The best estimate for total productivity losses is $687 million — absenteeism ($275 million) and incarceration ($305 million), as well as smaller costs from a lower probability of working among meth users and the cost of employer drug testing. Costs associated with drug treatment are approximately $546 million, $491 million of which is in the community-based specialty treatment sector. Additional health care costs among meth users are estimated at about $351 million, with $250 million coming from health administration and support. The health care total is likely an underestimate because it includes only the incremental costs for other conditions, even though a share of those conditions may have been caused by meth and meth-induced behaviors.

Potentially unique costs of meth are the $61 million for harms associated with production, $32 million of which come from injuries and deaths from hazardous-substance events, such as explosions and fires. About half the casualties are suffered by responding emergency personnel, but the more serious and costly events are not those suffered by first responders. The other $29 million of the production costs result from cleanup of hazardous wastes at discovered laboratory facilities. The substantial range — from $39 million to $89 million — results largely from uncertainty in estimating the number of deaths attributable to meth production.

Implications

The cost estimates focus attention on the primary drivers of meth-use costs, but more work is needed to identify areas in which interventions to reduce meth-use harms could prove most cost-effective. More research would be fruitful in a number of areas; specific areas likely to translate into substantial costs in terms of the overall burden include meth-associated crime, child endangerment in non–foster-care settings, employer costs of hiring meth workers, and health care costs associated with treating meth-induced health problems.

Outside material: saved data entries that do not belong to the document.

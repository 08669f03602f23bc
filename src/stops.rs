//! Stop directory and the stop-to-stop connection search riders use to find
//! which buses link two stops, with clock times lifted off each bus's
//! current-repetition schedule.

use std::sync::Arc;

use chrono::{Local, NaiveDateTime};
use serde::{Deserialize, Serialize};
use warp::{Rejection, Reply};

use crate::error::{reject, ApiError};
use crate::route::RouteStop;
use crate::schedule;
use crate::store::SqliteStore;
use crate::web::AppData;

#[derive(Debug, Deserialize)]
pub struct ConnectionsQuery {
    pub from: Option<i64>,
    pub to: Option<i64>,
}

#[derive(Debug, Clone, Serialize)]
pub struct SegmentEndpoint {
    pub id: i64,
    pub name: String,
    pub order: i64,
}

#[derive(Debug, Clone, Serialize)]
pub struct SegmentRoute {
    pub from_stop: SegmentEndpoint,
    pub to_stop: SegmentEndpoint,
}

#[derive(Debug, Clone, Serialize)]
pub struct SegmentTimes {
    pub bus_start: String,
    pub departure_time: String,
    pub arrival_time: String,
    pub duration_minutes: i64,
}

#[derive(Debug, Clone, Serialize)]
pub struct ConnectionSegment {
    pub id: i64,
    pub display_id: String,
    pub name: String,
    pub current_trip: i64,
    pub total_trips: i64,
    pub trip_number: i64,
    pub route: SegmentRoute,
    pub times: SegmentTimes,
}

fn endpoint(stop: &RouteStop) -> SegmentEndpoint {
    SegmentEndpoint {
        id: stop.stop_id,
        name: stop.name.clone(),
        order: stop.stop_order,
    }
}

/// All rideable segments between two stops. A segment pairs a boarding
/// occurrence of `from` with a later occurrence of `to`, as long as the bus
/// does not pass `from` again in between (riders would board there instead).
/// Buses without a schedule for their current repetition are left out.
pub fn find_connections(
    store: &SqliteStore,
    from: i64,
    to: i64,
    now: NaiveDateTime,
) -> Result<Vec<ConnectionSegment>, ApiError> {
    let mut segments = Vec::new();

    for bus_id in store.buses_serving_both(from, to)? {
        let bus = match store.bus(bus_id)? {
            Some(bus) => bus,
            None => continue,
        };
        let literal = match store.start_time_for(bus_id, bus.current_rep)? {
            Some(literal) => literal,
            None => continue,
        };
        let start = match schedule::parse_start_time(&literal) {
            Some(start) => start,
            None => continue,
        };
        let start_instant = schedule::resolve_start_instant(start, now);

        let route = store.route_stops(bus_id)?;
        let boardings: Vec<&RouteStop> = route.iter().filter(|s| s.stop_id == from).collect();
        let arrivals: Vec<&RouteStop> = route.iter().filter(|s| s.stop_id == to).collect();

        for f in &boardings {
            for t in &arrivals {
                if t.stop_order <= f.stop_order {
                    continue;
                }
                let reboards = boardings.iter().any(|other| {
                    other.stop_order > f.stop_order && other.stop_order < t.stop_order
                });
                if reboards {
                    continue;
                }
                let departure = schedule::stop_instant(start_instant, f.time_from_start);
                let arrival = schedule::stop_instant(start_instant, t.time_from_start);
                segments.push(ConnectionSegment {
                    id: bus.id,
                    display_id: format!("{}-{}-{}", bus.id, f.stop_order, t.stop_order),
                    name: bus.name.clone(),
                    current_trip: bus.current_rep,
                    total_trips: bus.total_rep,
                    trip_number: bus.current_rep,
                    route: SegmentRoute {
                        from_stop: endpoint(f),
                        to_stop: endpoint(t),
                    },
                    times: SegmentTimes {
                        bus_start: literal.clone(),
                        departure_time: schedule::format_hhmm(departure),
                        arrival_time: schedule::format_hhmm(arrival),
                        duration_minutes: (t.time_from_start - f.time_from_start).round()
                            as i64,
                    },
                });
            }
        }
    }

    if segments.is_empty() {
        return Err(ApiError::NotFound(
            "No buses found for this route".to_string(),
        ));
    }
    Ok(segments)
}

pub async fn list_stops(ad: Arc<AppData>) -> Result<impl Reply, Rejection> {
    let stops = ad.store.stops_by_name().map_err(reject)?;
    Ok(warp::reply::json(&stops))
}

pub async fn get_connections(
    query: ConnectionsQuery,
    ad: Arc<AppData>,
) -> Result<impl Reply, Rejection> {
    let (from, to) = match (query.from, query.to) {
        (Some(from), Some(to)) => (from, to),
        _ => {
            return Err(reject(ApiError::Validation(
                "Missing 'from' or 'to' stop ID".to_string(),
            )))
        }
    };
    let segments =
        find_connections(&ad.store, from, to, Local::now().naive_local()).map_err(reject)?;
    Ok(warp::reply::json(&segments))
}

#[cfg(test)]
mod tests {
    use super::*;
    use chrono::NaiveDate;

    fn at(h: u32, m: u32) -> NaiveDateTime {
        NaiveDate::from_ymd_opt(2024, 3, 14)
            .unwrap()
            .and_hms_opt(h, m, 0)
            .unwrap()
    }

    // Bus 1 runs a scheduled loop A -> B -> C -> A; bus 2 serves A and B but
    // has no start time for its current repetition.
    fn fixture() -> SqliteStore {
        let store = SqliteStore::in_memory().unwrap();
        let loop_bus = store.add_bus("Campus Loop").unwrap();
        let east = store.add_bus("East Loop").unwrap();
        let a = store.add_stop("Main Gate", 22.3190, 87.3091).unwrap();
        let b = store.add_stop("Library", 22.3177, 87.3055).unwrap();
        let c = store.add_stop("Hijli Hostel", 22.3312, 87.3072).unwrap();

        store.add_route_entry(loop_bus.id, a.id, 1, 0.0).unwrap();
        store.add_route_entry(loop_bus.id, b.id, 2, 5.0).unwrap();
        store.add_route_entry(loop_bus.id, c.id, 3, 15.0).unwrap();
        store.add_route_entry(loop_bus.id, a.id, 4, 25.0).unwrap();
        store.add_start_time(loop_bus.id, 1, "08:00:00").unwrap();

        store.add_route_entry(east.id, a.id, 1, 0.0).unwrap();
        store.add_route_entry(east.id, b.id, 2, 8.0).unwrap();

        store
    }

    #[test]
    fn finds_the_forward_segment_with_schedule_times() {
        let store = fixture();
        let segments = find_connections(&store, 1, 2, at(9, 0)).unwrap();

        assert_eq!(segments.len(), 1);
        let seg = &segments[0];
        assert_eq!(seg.name, "Campus Loop");
        assert_eq!(seg.display_id, "1-1-2");
        assert_eq!(seg.route.from_stop.order, 1);
        assert_eq!(seg.route.to_stop.order, 2);
        assert_eq!(seg.times.bus_start, "08:00:00");
        assert_eq!(seg.times.departure_time, "08:00");
        assert_eq!(seg.times.arrival_time, "08:05");
        assert_eq!(seg.times.duration_minutes, 5);
    }

    #[test]
    fn unscheduled_buses_are_left_out() {
        let store = fixture();
        let segments = find_connections(&store, 1, 2, at(9, 0)).unwrap();
        assert!(segments.iter().all(|s| s.name != "East Loop"));

        store.add_start_time(2, 1, "10:00:00").unwrap();
        let segments = find_connections(&store, 1, 2, at(9, 0)).unwrap();
        assert_eq!(segments.len(), 2);
        let east = segments.iter().find(|s| s.name == "East Loop").unwrap();
        assert_eq!(east.times.departure_time, "10:00");
        assert_eq!(east.times.arrival_time, "10:08");
    }

    #[test]
    fn riding_backwards_needs_the_loop_to_come_around() {
        let store = fixture();
        // C -> B never happens on this loop, so only the reboarding at A
        // (order 4) offers nothing either: no segments at all.
        let err = find_connections(&store, 3, 2, at(9, 0)).unwrap_err();
        assert!(matches!(err, ApiError::NotFound(_)));
    }

    #[test]
    fn reboarding_cuts_the_segment_at_the_second_visit() {
        let store = fixture();
        // A -> C must not be reported from the A at order 4; only the
        // boarding at order 1 works, and no A lies strictly between.
        let segments = find_connections(&store, 1, 3, at(9, 0)).unwrap();
        assert_eq!(segments.len(), 1);
        assert_eq!(segments[0].route.from_stop.order, 1);
        assert_eq!(segments[0].route.to_stop.order, 3);
    }

    #[test]
    fn unknown_pair_is_not_found() {
        let store = fixture();
        let err = find_connections(&store, 1, 99, at(9, 0)).unwrap_err();
        assert!(matches!(err, ApiError::NotFound(_)));
    }
}
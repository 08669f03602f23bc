//! Great-circle distance between GPS coordinates.

const EARTH_RADIUS: f64 = 6371.0; // Earth radius in kilometers

/// Haversine distance in meters between two (lat, lon) points given in degrees.
///
/// Invalid coordinates (NaN) propagate as NaN; callers format nothing until
/// they have checked the sample they are working with.
pub fn haversine_distance(lat1: f64, lon1: f64, lat2: f64, lon2: f64) -> f64 {
    let d_lat = (lat2 - lat1).to_radians();
    let d_lon = (lon2 - lon1).to_radians();

    let a = (d_lat / 2.0).sin() * (d_lat / 2.0).sin()
        + lat1.to_radians().cos() * lat2.to_radians().cos()
        * (d_lon / 2.0).sin() * (d_lon / 2.0).sin();

    let c = 2.0 * a.sqrt().atan2((1.0 - a).sqrt());

    EARTH_RADIUS * c * 1000.0
}

#[cfg(test)]
mod tests {
    use super::*;

    #[test]
    fn zero_for_identical_points() {
        assert_eq!(haversine_distance(22.3190, 87.3091, 22.3190, 87.3091), 0.0);
    }

    #[test]
    fn symmetric() {
        let ab = haversine_distance(22.3190, 87.3091, 22.3312, 87.3072);
        let ba = haversine_distance(22.3312, 87.3072, 22.3190, 87.3091);
        assert_eq!(ab, ba);
    }

    #[test]
    fn one_degree_of_longitude_at_equator() {
        // 1 degree of longitude on the equator is about 111,195 m for R = 6371 km.
        let d = haversine_distance(0.0, 0.0, 0.0, 1.0);
        assert!((d - 111_195.0).abs() < 5.0, "got {d}");
    }

    #[test]
    fn nan_propagates() {
        assert!(haversine_distance(f64::NAN, 0.0, 0.0, 1.0).is_nan());
    }
}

Finally, the study suggests caution in interpreting the evidence from national household surveys and school-based studies that suggest that meth use is a relatively minor drug of concern. Those who impose the greatest cost on society are those who become addicted, engage in crime, need treatment or emergency assistance, cannot show up for work, lose their jobs, or die prematurely — populations not adequately represented in such studies and surveys.